The following features should only be enabled when both your server and client support version 2. Otherwise, both ends will run according to version 1.

- Can use cmdSYNACK to report server outbound connection status, and detect and recover stuck tunnel connections
- `cmdHeartRequest` and `cmdHeartResponse` are defined for keep-alive, and the current Go implementation passively replies to `cmdHeartRequest`.
  Active keepalive checking and recovery based on heartbeat responses are not implemented yet.
- Server can send negotiation information to client (cmdServerSettings)

Version negotiation principle:

- v2 server + v1 client: Since the client sends version 1, the server directly disables version 2 features.
- v1 server + v2 client: Since the client sends version 2, the server doesn't recognize it and won't send cmdServerSettings to the client. The client doesn't receive the version prompt from cmdServerSettings, defaults to version 1, and doesn't enable version 2 features.

#### cmdSYNACK


When the tunnel connection is unexpectedly disconnected and the client does not receive RST, the behavior of protocol version 1 may cause very long timeouts in extreme cases (depending on system settings).

Since version 2 clients can expect a reply from the server when opening a stream, if no reply is received for a long time, it means there may be a network problem, and the client can close the stuck connection in advance.

Current Go implementation note:
The Go implementation starts this timeout only when `peerVersion >= 2` and the opened `streamId >= 2`, and the timeout is currently fixed at 3 seconds.

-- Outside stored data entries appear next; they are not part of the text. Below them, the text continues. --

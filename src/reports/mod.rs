//! Report computations
//!
//! Each report is a pure function from the parsed ledger files to the lines
//! of its output table. They share nothing but their input, so the export
//! orchestrator runs them concurrently.
//!
//! | Report | Status field | Skips file |
//! |--------|--------------|------------|
//! | Account balances | `accounts` | - |
//! | Yearly cash summary | `yearly` | `yearly.csv` |
//! | Financial statement | `fs` | `fs.csv` |
//!
//! The skipped names are matched literally. They keep a previous run's
//! output from being read back as input when both live in one directory.

pub mod accounts;
pub mod statement;
pub mod yearly;

use serde::{Deserialize, Serialize};
use std::fmt;
use std::sync::Arc;

use crate::ledger::ParsedFile;

const LEDGER_EXTENSION: &str = ".csv";

#[derive(Debug, Clone, Copy, PartialEq, Eq, Hash, Serialize, Deserialize)]
#[serde(rename_all = "snake_case")]
pub enum ReportKind {
    Accounts,
    Yearly,
    #[serde(rename = "fs")]
    FinancialStatement,
}

impl ReportKind {
    pub const ALL: [ReportKind; 3] = [
        ReportKind::Accounts,
        ReportKind::Yearly,
        ReportKind::FinancialStatement,
    ];

    /// Name of this report's field in a job state
    pub fn field(self) -> &'static str {
        match self {
            ReportKind::Accounts => "accounts",
            ReportKind::Yearly => "yearly",
            ReportKind::FinancialStatement => "fs",
        }
    }

    fn excluded_file(self) -> Option<&'static str> {
        match self {
            ReportKind::Accounts => None,
            ReportKind::Yearly => Some("yearly.csv"),
            ReportKind::FinancialStatement => Some("fs.csv"),
        }
    }

    /// Whether a listed file is input to this report
    pub fn includes(self, file_name: &str) -> bool {
        file_name.ends_with(LEDGER_EXTENSION) && self.excluded_file() != Some(file_name)
    }

    /// Output lines for the given files
    pub fn compute(self, files: &[Arc<ParsedFile>]) -> Vec<String> {
        match self {
            ReportKind::Accounts => accounts::account_balances(files),
            ReportKind::Yearly => yearly::yearly_cash_summary(files),
            ReportKind::FinancialStatement => statement::financial_statement(files),
        }
    }
}

impl fmt::Display for ReportKind {
    fn fmt(&self, f: &mut fmt::Formatter<'_>) -> fmt::Result {
        f.write_str(self.field())
    }
}

/// Artifact body: lines joined by `\n`, no trailing newline
pub fn render(lines: &[String]) -> String {
    lines.join("\n")
}

/// Two decimals, halves rounded away from zero; zero never renders with a sign.
pub(crate) fn format_amount(value: f64) -> String {
    let cents = (value * 100.0).round();
    let value = if cents == 0.0 { 0.0 } else { cents / 100.0 };
    format!("{value:.2}")
}
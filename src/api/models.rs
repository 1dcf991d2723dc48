//! Wire types for the report export API
//!
//! - `POST /api/v1/reports` answers with [`ExportAccepted`]
//! - `GET /api/v1/reports/{id}` answers with a [`JobState`](crate::jobs::JobState),
//!   one plain-text status per report:
//!
//! ```json
//! {
//!   "accounts": "finished in 0.02",
//!   "yearly": "starting",
//!   "fs": "failed: Ledger file not found: q1.csv"
//! }
//! ```

use serde::{Deserialize, Serialize};
use std::collections::HashMap;

use crate::jobs::RegistryStats;
use crate::observability::MetricsSnapshot;

#[derive(Debug, Serialize, Deserialize, Clone)]
pub struct ExportAccepted {
    pub id: String,
}

#[derive(Debug, Serialize)]
pub struct ErrorResponse {
    pub code: &'static str,
    pub message: String,
}

#[derive(Debug, Serialize)]
pub struct HealthResponse {
    pub status: String,
    pub components: HashMap<String, String>,
    pub version: String,
}

#[derive(Debug, Serialize)]
pub struct MetricsResponse {
    #[serde(flatten)]
    pub counters: MetricsSnapshot,
    pub jobs: RegistryStats,
    pub cached_files: usize,
}
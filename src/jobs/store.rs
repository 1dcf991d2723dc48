use std::collections::HashMap;

use chrono::Utc;
use serde::Serialize;
use tokio::sync::RwLock;
use tracing::{debug, info};
use uuid::Uuid;

use super::models::{JobRecord, JobState, ReportStatus};
use super::pruning::{PruneStats, RetentionLimits, prune};
use crate::reports::ReportKind;

/// In-memory record of every export request and its sub-report progress
#[derive(Debug)]
pub struct JobRegistry {
    jobs: RwLock<HashMap<String, JobRecord>>,
    limits: RetentionLimits,
}

impl Default for JobRegistry {
    fn default() -> Self {
        Self::new(RetentionLimits::default())
    }
}

impl JobRegistry {
    pub fn new(limits: RetentionLimits) -> Self {
        Self {
            jobs: RwLock::new(HashMap::new()),
            limits,
        }
    }

    pub fn limits(&self) -> &RetentionLimits {
        &self.limits
    }

    /// Register a new request with every sub-report pending
    pub async fn create(&self) -> String {
        let id = Uuid::now_v7().to_string();
        let now = Utc::now();

        let mut jobs = self.jobs.write().await;
        jobs.insert(id.clone(), JobRecord::new(now));
        let stats = prune(&mut jobs, &self.limits, now);
        drop(jobs);

        if stats.total() > 0 {
            debug!(expired = stats.expired, evicted = stats.evicted, "Pruned job registry on insert");
        }
        debug!(request_id = %id, "Registered export request");
        id
    }

    /// Current state, or all-idle for ids never seen (or already pruned)
    pub async fn state(&self, id: &str) -> JobState {
        self.jobs
            .read()
            .await
            .get(id)
            .map(|record| record.state.clone())
            .unwrap_or_else(JobState::idle)
    }

    pub async fn record(&self, id: &str) -> Option<JobRecord> {
        self.jobs.read().await.get(id).cloned()
    }

    /// Move one sub-report forward.
    ///
    /// Returns false when the id is unknown or the sub-report already reached
    /// a terminal status; neither case changes anything.
    pub async fn set_status(&self, id: &str, kind: ReportKind, status: ReportStatus) -> bool {
        let mut jobs = self.jobs.write().await;
        let Some(record) = jobs.get_mut(id) else {
            return false;
        };

        let slot = record.state.get_mut(kind);
        if slot.is_terminal() {
            return false;
        }
        *slot = status;
        record.updated_at = Utc::now();
        true
    }

    pub async fn prune_expired(&self) -> PruneStats {
        let stats = {
            let mut jobs = self.jobs.write().await;
            prune(&mut jobs, &self.limits, Utc::now())
        };
        if stats.total() > 0 {
            info!(expired = stats.expired, evicted = stats.evicted, "Pruned job registry");
        }
        stats
    }

    pub async fn stats(&self) -> RegistryStats {
        let jobs = self.jobs.read().await;
        let complete = jobs.values().filter(|r| r.state.is_complete()).count();
        RegistryStats {
            job_count: jobs.len(),
            complete,
            in_flight: jobs.len() - complete,
        }
    }

    pub async fn len(&self) -> usize {
        self.jobs.read().await.len()
    }

    pub async fn is_empty(&self) -> bool {
        self.jobs.read().await.is_empty()
    }
}

#[derive(Debug, Clone, Copy, PartialEq, Eq, Serialize)]
pub struct RegistryStats {
    pub job_count: usize,
    pub complete: usize,
    pub in_flight: usize,
}
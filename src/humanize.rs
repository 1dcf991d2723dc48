//! Human-readable byte sizes for configuration values ("64MB", "1GiB", 4096)

use serde::{Deserialize, Serialize};
use std::fmt;
use std::str::FromStr;
use thiserror::Error;

#[derive(Debug, Error, PartialEq, Eq)]
pub enum ParseError {
    #[error("Empty size value")]
    Empty,

    #[error("Invalid number in size: {0}")]
    InvalidNumber(String),

    #[error("Invalid unit: {0}")]
    InvalidUnit(String),

    #[error("Size overflows 64 bits: {0}")]
    Overflow(String),
}

/// Largest unit first so `Display` picks the most compact exact form.
const UNITS: [(&str, u64); 5] = [
    ("TB", 1 << 40),
    ("GB", 1 << 30),
    ("MB", 1 << 20),
    ("KB", 1 << 10),
    ("B", 1),
];

/// Byte count that deserializes from either an integer or a suffixed string
#[derive(Debug, Clone, Copy, PartialEq, Eq, PartialOrd, Ord, Serialize)]
pub struct ByteSize(pub u64);

impl ByteSize {
    pub const fn mib(n: u64) -> Self {
        Self(n << 20)
    }

    pub fn as_u64(&self) -> u64 {
        self.0
    }
}

impl FromStr for ByteSize {
    type Err = ParseError;

    fn from_str(s: &str) -> Result<Self, Self::Err> {
        let s = s.trim();
        if s.is_empty() {
            return Err(ParseError::Empty);
        }

        let split = s.find(|c: char| !c.is_ascii_digit()).unwrap_or(s.len());
        let (digits, unit) = s.split_at(split);
        if digits.is_empty() {
            return Err(ParseError::InvalidNumber(s.to_string()));
        }
        let value: u64 = digits
            .parse()
            .map_err(|_| ParseError::InvalidNumber(s.to_string()))?;

        let multiplier: u64 = match unit.trim().to_ascii_uppercase().as_str() {
            "" | "B" => 1,
            "K" | "KB" | "KIB" => 1 << 10,
            "M" | "MB" | "MIB" => 1 << 20,
            "G" | "GB" | "GIB" => 1 << 30,
            "T" | "TB" | "TIB" => 1 << 40,
            other => return Err(ParseError::InvalidUnit(other.to_string())),
        };

        value
            .checked_mul(multiplier)
            .map(ByteSize)
            .ok_or_else(|| ParseError::Overflow(s.to_string()))
    }
}

impl fmt::Display for ByteSize {
    fn fmt(&self, f: &mut fmt::Formatter<'_>) -> fmt::Result {
        for (unit, factor) in UNITS {
            if self.0 >= factor && self.0 % factor == 0 {
                return write!(f, "{}{}", self.0 / factor, unit);
            }
        }
        write!(f, "{}B", self.0)
    }
}

impl<'de> Deserialize<'de> for ByteSize {
    fn deserialize<D>(deserializer: D) -> Result<Self, D::Error>
    where
        D: serde::Deserializer<'de>,
    {
        struct Visitor;

        impl serde::de::Visitor<'_> for Visitor {
            type Value = ByteSize;

            fn expecting(&self, formatter: &mut fmt::Formatter) -> fmt::Result {
                formatter.write_str("a byte size such as \"64MB\" or a non-negative integer")
            }

            fn visit_u64<E: serde::de::Error>(self, v: u64) -> Result<Self::Value, E> {
                Ok(ByteSize(v))
            }

            // Environment overrides arrive as signed integers.
            fn visit_i64<E: serde::de::Error>(self, v: i64) -> Result<Self::Value, E> {
                u64::try_from(v)
                    .map(ByteSize)
                    .map_err(|_| E::custom(format!("byte size must not be negative: {v}")))
            }

            fn visit_str<E: serde::de::Error>(self, v: &str) -> Result<Self::Value, E> {
                v.parse::<ByteSize>().map_err(E::custom)
            }
        }

        deserializer.deserialize_any(Visitor)
    }
}

#[cfg(test)]
mod tests {
    use super::*;

    #[test]
    fn test_parse_plain_and_suffixed() {
        assert_eq!("4096".parse::<ByteSize>().unwrap().as_u64(), 4096);
        assert_eq!("1KB".parse::<ByteSize>().unwrap().as_u64(), 1024);
        assert_eq!("64MB".parse::<ByteSize>().unwrap(), ByteSize::mib(64));
        assert_eq!("2 gib".parse::<ByteSize>().unwrap().as_u64(), 2 << 30);
    }

    #[test]
    fn test_parse_rejects_garbage() {
        assert_eq!("".parse::<ByteSize>(), Err(ParseError::Empty));
        assert!(matches!("MB".parse::<ByteSize>(), Err(ParseError::InvalidNumber(_))));
        assert!(matches!("5XB".parse::<ByteSize>(), Err(ParseError::InvalidUnit(_))));
        assert!(matches!(
            "99999999999TB".parse::<ByteSize>(),
            Err(ParseError::Overflow(_))
        ));
    }

    #[test]
    fn test_display_uses_exact_unit() {
        assert_eq!(ByteSize::mib(64).to_string(), "64MB");
        assert_eq!(ByteSize(1536).to_string(), "1536B");
        assert_eq!(ByteSize(0).to_string(), "0B");
    }

    #[test]
    fn test_deserialize_string_and_number() {
        #[derive(Deserialize)]
        struct Limits {
            a: ByteSize,
            b: ByteSize,
        }
        let parsed: Limits = serde_json::from_str(r#"{"a": "10MB", "b": 512}"#).unwrap();
        assert_eq!(parsed.a, ByteSize::mib(10));
        assert_eq!(parsed.b.as_u64(), 512);
    }
}
// Copyright (c) 2026 Quorum Labs
// SPDX-License-Identifier: AGPL-3.0

//! # ComplexityAnalyzer — Work Item Scoring
//!
//! Scores a work item 0-100 as a weighted sum over declared requirement
//! count, dependency fan-in, the caller's size hint, and (when an experience
//! store handle is attached) the failure rate among similar historical
//! records of the same kind. The score bands into a level:
//! `< 25` low, `< 55` medium, `< 80` high, else very high.

use serde::{Deserialize, Serialize};
use std::sync::Arc;
use tracing::debug;

use quorum_learner::ExperienceStore;

use crate::domain::WorkItem;

#[derive(Debug, Clone, Copy, PartialEq, Eq, Serialize, Deserialize)]
#[serde(rename_all = "snake_case")]
pub enum ComplexityLevel {
    Low,
    Medium,
    High,
    VeryHigh,
}

impl ComplexityLevel {
    pub fn from_score(score: f64) -> Self {
        if score < 25.0 {
            ComplexityLevel::Low
        } else if score < 55.0 {
            ComplexityLevel::Medium
        } else if score < 80.0 {
            ComplexityLevel::High
        } else {
            ComplexityLevel::VeryHigh
        }
    }

    pub fn as_str(self) -> &'static str {
        match self {
            ComplexityLevel::Low => "low",
            ComplexityLevel::Medium => "medium",
            ComplexityLevel::High => "high",
            ComplexityLevel::VeryHigh => "very_high",
        }
    }
}

/// Scoring weights. Each factor's contribution is capped so no single factor
/// saturates the scale on its own.
#[derive(Debug, Clone)]
pub struct ComplexityConfig {
    /// Points per declared requirement tag
    pub requirement_weight: f64,
    /// Points per dependency edge
    pub dependency_weight: f64,
    /// Multiplier applied to the 0-100 size hint
    pub size_hint_weight: f64,
    /// Points at a 100% historical failure rate
    pub history_weight: f64,
    /// How many similar records to sample for the failure rate
    pub history_sample: usize,
}

impl Default for ComplexityConfig {
    fn default() -> Self {
        Self {
            requirement_weight: 10.0,
            dependency_weight: 8.0,
            size_hint_weight: 0.4,
            history_weight: 30.0,
            history_sample: 10,
        }
    }
}

/// Scored complexity with the factors that produced it
#[derive(Debug, Clone, Serialize, Deserialize)]
pub struct ComplexityReport {
    pub level: ComplexityLevel,
    pub score: f64,
    pub factors: Vec<String>,
    pub recommendations: Vec<String>,
}

pub struct ComplexityAnalyzer {
    config: ComplexityConfig,
    learner: Option<Arc<dyn ExperienceStore>>,
}

impl ComplexityAnalyzer {
    pub fn new() -> Self {
        Self {
            config: ComplexityConfig::default(),
            learner: None,
        }
    }

    pub fn with_config(mut self, config: ComplexityConfig) -> Self {
        self.config = config;
        self
    }

    /// Attach an experience store so historical failure rates bias the score
    pub fn with_learner(mut self, learner: Arc<dyn ExperienceStore>) -> Self {
        self.learner = Some(learner);
        self
    }

    pub async fn analyze(&self, item: &WorkItem) -> ComplexityReport {
        let mut score = 0.0;
        let mut factors = Vec::new();

        let requirement_points = item.requirements.len() as f64 * self.config.requirement_weight;
        if requirement_points > 0.0 {
            score += requirement_points.min(40.0);
            factors.push(format!("{} required capabilities", item.requirements.len()));
        }

        let dependency_points = item.dependencies.len() as f64 * self.config.dependency_weight;
        if dependency_points > 0.0 {
            score += dependency_points.min(24.0);
            factors.push(format!("{} dependencies", item.dependencies.len()));
        }

        if let Some(hint) = item.size_hint {
            score += f64::from(hint) * self.config.size_hint_weight;
            factors.push(format!("declared size hint {hint}"));
        }

        if let Some(failure_rate) = self.historical_failure_rate(item).await {
            score += failure_rate * self.config.history_weight;
            factors.push(format!(
                "historical failure rate {:.0}% for kind '{}'",
                failure_rate * 100.0,
                item.kind
            ));
        }

        let score = score.min(100.0);
        let level = ComplexityLevel::from_score(score);
        let recommendations = Self::recommendations(level, item);

        debug!(item_id = %item.id, score, level = level.as_str(), "analyzed work item");

        ComplexityReport {
            level,
            score,
            factors,
            recommendations,
        }
    }

    /// Failure fraction among similar records of the same kind, if the
    /// learner is attached and has evidence. Learner trouble never fails
    /// analysis.
    async fn historical_failure_rate(&self, item: &WorkItem) -> Option<f64> {
        let learner = self.learner.as_ref()?;
        let similar = learner
            .find_similar(&item.kind, &item.context, self.config.history_sample)
            .await
            .ok()?;
        if similar.is_empty() {
            return None;
        }
        let failures = similar.iter().filter(|s| !s.record.is_success()).count();
        Some(failures as f64 / similar.len() as f64)
    }

    fn recommendations(level: ComplexityLevel, item: &WorkItem) -> Vec<String> {
        let mut recommendations = Vec::new();
        match level {
            ComplexityLevel::Low | ComplexityLevel::Medium => {}
            ComplexityLevel::High => {
                recommendations.push("consider splitting into smaller work items".to_string());
            }
            ComplexityLevel::VeryHigh => {
                recommendations.push("split into smaller work items before dispatch".to_string());
                recommendations
                    .push("route to the highest-proficiency worker available".to_string());
            }
        }
        if item.requirements.len() > 3 {
            recommendations.push(
                "broad capability requirements narrow the eligible worker pool".to_string(),
            );
        }
        recommendations
    }
}

impl Default for ComplexityAnalyzer {
    fn default() -> Self {
        Self::new()
    }
}
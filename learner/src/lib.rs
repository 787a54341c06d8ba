// Copyright (c) 2026 Quorum Labs
// SPDX-License-Identifier: AGPL-3.0
//! Experience Store
//!
//! Append-only record of task outcomes with similarity-based retrieval.
//!
//! # Architecture
//!
//! - **Layer:** Learning & Memory Layer
//! - **Purpose:** Bias future routing and planning decisions with history

pub mod domain;
pub mod application;
pub mod infrastructure;

pub use domain::*;
pub use application::*;
pub use infrastructure::*;
// Copyright (c) 2026 Quorum Labs
// SPDX-License-Identifier: AGPL-3.0

//! Metric and event value types

use chrono::{DateTime, Utc};
use serde::{Deserialize, Serialize};
use std::collections::BTreeMap;

/// A single recorded metric observation. Append-only.
#[derive(Debug, Clone, Serialize, Deserialize)]
pub struct MetricPoint {
    pub name: String,
    pub value: f64,
    pub tags: BTreeMap<String, String>,
    pub recorded_at: DateTime<Utc>,
    pub metadata: Option<serde_json::Value>,
}

impl MetricPoint {
    pub fn new(name: impl Into<String>, value: f64) -> Self {
        Self {
            name: name.into(),
            value,
            tags: BTreeMap::new(),
            recorded_at: Utc::now(),
            metadata: None,
        }
    }

    pub fn with_tag(mut self, key: impl Into<String>, value: impl Into<String>) -> Self {
        self.tags.insert(key.into(), value.into());
        self
    }

    pub fn with_metadata(mut self, metadata: serde_json::Value) -> Self {
        self.metadata = Some(metadata);
        self
    }

    /// True when every query tag matches this point's tags
    pub fn matches_tags(&self, query: &BTreeMap<String, String>) -> bool {
        query
            .iter()
            .all(|(key, value)| self.tags.get(key) == Some(value))
    }
}

/// Aggregated statistics over a metric window
#[derive(Debug, Clone, Serialize, Deserialize)]
pub struct MetricStatistics {
    pub count: usize,
    pub mean: f64,
    pub median: f64,
    pub min: f64,
    pub max: f64,
    pub p50: f64,
    pub p95: f64,
    pub p99: f64,
    /// Percentage in 0-100; present only when matching points carry a
    /// `status` tag with `success`/`failure` values
    pub success_rate: Option<f64>,
    /// The backing shard lost points; the window may be incomplete
    pub partial: bool,
}

impl MetricStatistics {
    pub fn empty(partial: bool) -> Self {
        Self {
            count: 0,
            mean: 0.0,
            median: 0.0,
            min: 0.0,
            max: 0.0,
            p50: 0.0,
            p95: 0.0,
            p99: 0.0,
            success_rate: None,
            partial,
        }
    }
}

/// A discrete event recorded alongside metrics (workflow milestones,
/// degraded-mode notices)
#[derive(Debug, Clone, Serialize, Deserialize)]
pub struct TelemetryEvent {
    pub event_type: String,
    pub payload: serde_json::Value,
    pub recorded_at: DateTime<Utc>,
}

impl TelemetryEvent {
    pub fn new(event_type: impl Into<String>, payload: serde_json::Value) -> Self {
        Self {
            event_type: event_type.into(),
            payload,
            recorded_at: Utc::now(),
        }
    }
}

#[cfg(test)]
mod tests {
    use super::*;

    #[test]
    fn tag_matching_requires_all_query_tags() {
        let point = MetricPoint::new("exec", 1.0)
            .with_tag("status", "success")
            .with_tag("worker", "developer");

        let mut query = BTreeMap::new();
        query.insert("status".to_string(), "success".to_string());
        assert!(point.matches_tags(&query));

        query.insert("worker".to_string(), "reviewer".to_string());
        assert!(!point.matches_tags(&query));

        assert!(point.matches_tags(&BTreeMap::new()));
    }
}
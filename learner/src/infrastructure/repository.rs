// Copyright (c) 2026 Quorum Labs
// SPDX-License-Identifier: AGPL-3.0

//! Repository interface for the Experience Store
//! Defines the contract for outcome record storage

use anyhow::Result;
use async_trait::async_trait;

use crate::domain::{ExecutionRecord, RecordId};

/// Repository for appending and retrieving execution records
#[async_trait]
pub trait RecordRepository: Send + Sync {
    /// Append a new record. Records are immutable once stored.
    async fn append(&self, record: &ExecutionRecord) -> Result<RecordId>;

    /// All records for a given task kind, in insertion order
    async fn find_by_kind(&self, kind: &str) -> Result<Vec<ExecutionRecord>>;

    /// Find a record by its ID
    async fn find_by_id(&self, id: RecordId) -> Result<Option<ExecutionRecord>>;

    /// All records across every kind (for cleanup and stats)
    async fn all(&self) -> Result<Vec<ExecutionRecord>>;

    /// Delete a record (for retention cleanup)
    async fn delete(&self, id: RecordId) -> Result<()>;

    /// Total number of stored records
    async fn count(&self) -> Result<usize>;
}
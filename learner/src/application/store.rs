// Copyright (c) 2026 Quorum Labs
// SPDX-License-Identifier: AGPL-3.0

//! # ExperienceStore — Outcome Recording & Similarity Retrieval
//!
//! Application service implementing the learning loop: every completed work
//! item is stored as an [`ExecutionRecord`], enabling similarity-based
//! retrieval when future work of the same kind arrives.
//!
//! ## Similarity
//!
//! Retrieval ranks candidates by [`TaskContext::overlap`] (weighted Jaccard
//! over `{key: value}` pairs). Candidates scoring below
//! `similarity_threshold` (default 0.7) are excluded outright rather than
//! ranked low, so callers never act on weak evidence.
//!
//! ## Durability
//!
//! Writes retry transient repository failures with exponential backoff up to
//! `retry_attempts` (default 3) before surfacing [`LearnerError::Transient`].
//! Validation errors are returned immediately and never retried.

use std::collections::BTreeMap;
use std::future::Future;
use std::sync::Arc;
use std::time::Duration;

use anyhow::Result;
use async_trait::async_trait;
use chrono::{DateTime, Utc};
use tracing::{debug, warn};

use crate::domain::{ExecutionRecord, LearnerEvent, RecordId, TaskContext};
use crate::infrastructure::RecordRepository;

/// Event bus trait for publishing domain events
#[async_trait]
pub trait EventBus: Send + Sync {
    async fn publish(&self, event: LearnerEvent) -> Result<()>;
}

/// EventBus that drops every event; default wiring when no subscriber exists
pub struct NoopEventBus;

#[async_trait]
impl EventBus for NoopEventBus {
    async fn publish(&self, _event: LearnerEvent) -> Result<()> {
        Ok(())
    }
}

/// Errors surfaced by the Experience Store
#[derive(Debug, thiserror::Error)]
pub enum LearnerError {
    #[error("validation failed: {0}")]
    Validation(String),

    #[error("store unavailable after {attempts} attempts")]
    Transient {
        attempts: u32,
        #[source]
        source: anyhow::Error,
    },
}
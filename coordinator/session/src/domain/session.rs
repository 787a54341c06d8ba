// Copyright (c) 2026 Quorum Labs
// SPDX-License-Identifier: AGPL-3.0

//! Session aggregate
//!
//! A bounded collaboration context grouping participants and their ordered
//! message log. Lifecycle is `Open -> Closing -> Closed`; once closed a
//! session is immutable and retained only for audit.

use chrono::{DateTime, Utc};
use serde::{Deserialize, Serialize};
use std::collections::HashMap;
use uuid::Uuid;

use quorum_coordinator_core::WorkerId;

use super::error::CoordinationError;
use super::message::{Message, MessageId, Recipient};

#[derive(Debug, Clone, Copy, PartialEq, Eq, Hash, Serialize, Deserialize)]
pub struct SessionId(pub Uuid);

impl SessionId {
    pub fn new() -> Self {
        Self(Uuid::new_v4())
    }
}

impl Default for SessionId {
    fn default() -> Self {
        Self::new()
    }
}

impl std::fmt::Display for SessionId {
    fn fmt(&self, f: &mut std::fmt::Formatter<'_>) -> std::fmt::Result {
        write!(f, "{}", self.0)
    }
}

#[derive(Debug, Clone, Copy, PartialEq, Eq, Serialize, Deserialize)]
#[serde(rename_all = "snake_case")]
pub enum SessionStatus {
    Open,
    Closing,
    Closed,
}

/// Aggregate root for a collaboration context.
///
/// # Invariants
///
/// - Messages append only while the session is `Open`.
/// - A message's recipient is `All` or one of `participants`.
/// - Each participant has an independent read cursor into the log.
#[derive(Debug, Clone, Serialize, Deserialize)]
pub struct Session {
    pub id: SessionId,
    pub name: String,
    pub participants: Vec<WorkerId>,
    pub metadata: Option<serde_json::Value>,
    pub status: SessionStatus,
    pub created_at: DateTime<Utc>,
    pub closed_at: Option<DateTime<Utc>>,
    log: Vec<Message>,
    read_cursors: HashMap<WorkerId, usize>,
}

impl Session {
    pub fn new(
        name: impl Into<String>,
        participants: Vec<WorkerId>,
        metadata: Option<serde_json::Value>,
    ) -> Self {
        Self {
            id: SessionId::new(),
            name: name.into(),
            participants,
            metadata,
            status: SessionStatus::Open,
            created_at: Utc::now(),
            closed_at: None,
            log: Vec::new(),
            read_cursors: HashMap::new(),
        }
    }

    pub fn is_open(&self) -> bool {
        self.status == SessionStatus::Open
    }

    pub fn is_participant(&self, worker: &WorkerId) -> bool {
        self.participants.contains(worker)
    }

    /// Validate and append a message. Ordering is the append order.
    pub fn append_message(
        &mut self,
        sender: WorkerId,
        recipient: Recipient,
        message_type: impl Into<String>,
        payload: serde_json::Value,
        in_reply_to: Option<MessageId>,
    ) -> Result<MessageId, CoordinationError> {
        if !self.is_open() {
            return Err(CoordinationError::SessionClosed { id: self.id });
        }
        if !self.is_participant(&sender) {
            return Err(CoordinationError::UnknownParticipant {
                session_id: self.id,
                worker_id: sender,
            });
        }
        if let Recipient::Worker { id } = &recipient {
            if !self.is_participant(id) {
                return Err(CoordinationError::InvalidRecipient {
                    session_id: self.id,
                    worker_id: id.clone(),
                });
            }
        }

        let message = Message {
            id: MessageId::new(),
            session_id: self.id,
            sender,
            recipient,
            message_type: message_type.into(),
            payload,
            in_reply_to,
            sent_at: Utc::now(),
        };
        let id = message.id;
        self.log.push(message);
        Ok(id)
    }

    /// Inbox view for one participant. `unread_only` consults the
    /// participant's cursor without advancing it.
    pub fn messages_for(
        &self,
        participant: &WorkerId,
        message_type: Option<&str>,
        unread_only: bool,
    ) -> Result<Vec<Message>, CoordinationError> {
        if !self.is_participant(participant) {
            return Err(CoordinationError::UnknownParticipant {
                session_id: self.id,
                worker_id: participant.clone(),
            });
        }

        let cursor = if unread_only {
            self.read_cursors.get(participant).copied().unwrap_or(0)
        } else {
            0
        };

        Ok(self
            .log
            .iter()
            .skip(cursor)
            .filter(|message| message.addressed_to(participant))
            .filter(|message| message_type.map_or(true, |t| message.message_type == t))
            .cloned()
            .collect())
    }

    /// Advance the participant's read cursor to the end of the log
    pub fn mark_read(&mut self, participant: &WorkerId) -> Result<(), CoordinationError> {
        if !self.is_participant(participant) {
            return Err(CoordinationError::UnknownParticipant {
                session_id: self.id,
                worker_id: participant.clone(),
            });
        }
        self.read_cursors.insert(participant.clone(), self.log.len());
        Ok(())
    }

    /// First message replying to `id`, if any has arrived
    pub fn reply_to(&self, id: MessageId) -> Option<&Message> {
        self.log
            .iter()
            .find(|message| message.in_reply_to == Some(id))
    }

    pub fn log_len(&self) -> usize {
        self.log.len()
    }

    pub fn begin_close(&mut self) {
        if self.status == SessionStatus::Open {
            self.status = SessionStatus::Closing;
        }
    }

    pub fn finish_close(&mut self) {
        if self.status != SessionStatus::Closed {
            self.status = SessionStatus::Closed;
            self.closed_at = Some(Utc::now());
        }
    }
}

**Compatibility Strategy**

To make upgrades safer across implementations, this project exposes two version symbols used during session negotiation:

- **PROTOCOL_VERSION**: the current protocol version implemented by this codebase (set to `3`).
- **MIN_PROTOCOL_VERSION**: the minimum protocol version this implementation will accept for compatibility (set to `2`).

Negotiation and runtime behavior:

- A client advertises its supported version in `cmdSettings` (`v=<number>`). The server records the peer's declared version if it is >= `MIN_PROTOCOL_VERSION` and echoes that version back in `cmdServerSettings`.
- Protocol features are gated by the negotiated peer version. For example, `cmdSYNACK`, heartbeats, and `cmdServerSettings` are only used when the negotiated version indicates support.
- If a peer declares a version lower than `MIN_PROTOCOL_VERSION`, the server may reject the session and send `cmdAlert` explaining the reason.

Upgrade guidance:

- Bump `PROTOCOL_VERSION` only when introducing incompatible changes. Keep `MIN_PROTOCOL_VERSION` on a previous stable value to allow staged rollouts and interoperability with older clients/servers.
- Add automated tests (unit/integration) that simulate older peers (e.g., `v=2`) to ensure compatibility is preserved; these tests are recommended to run in CI.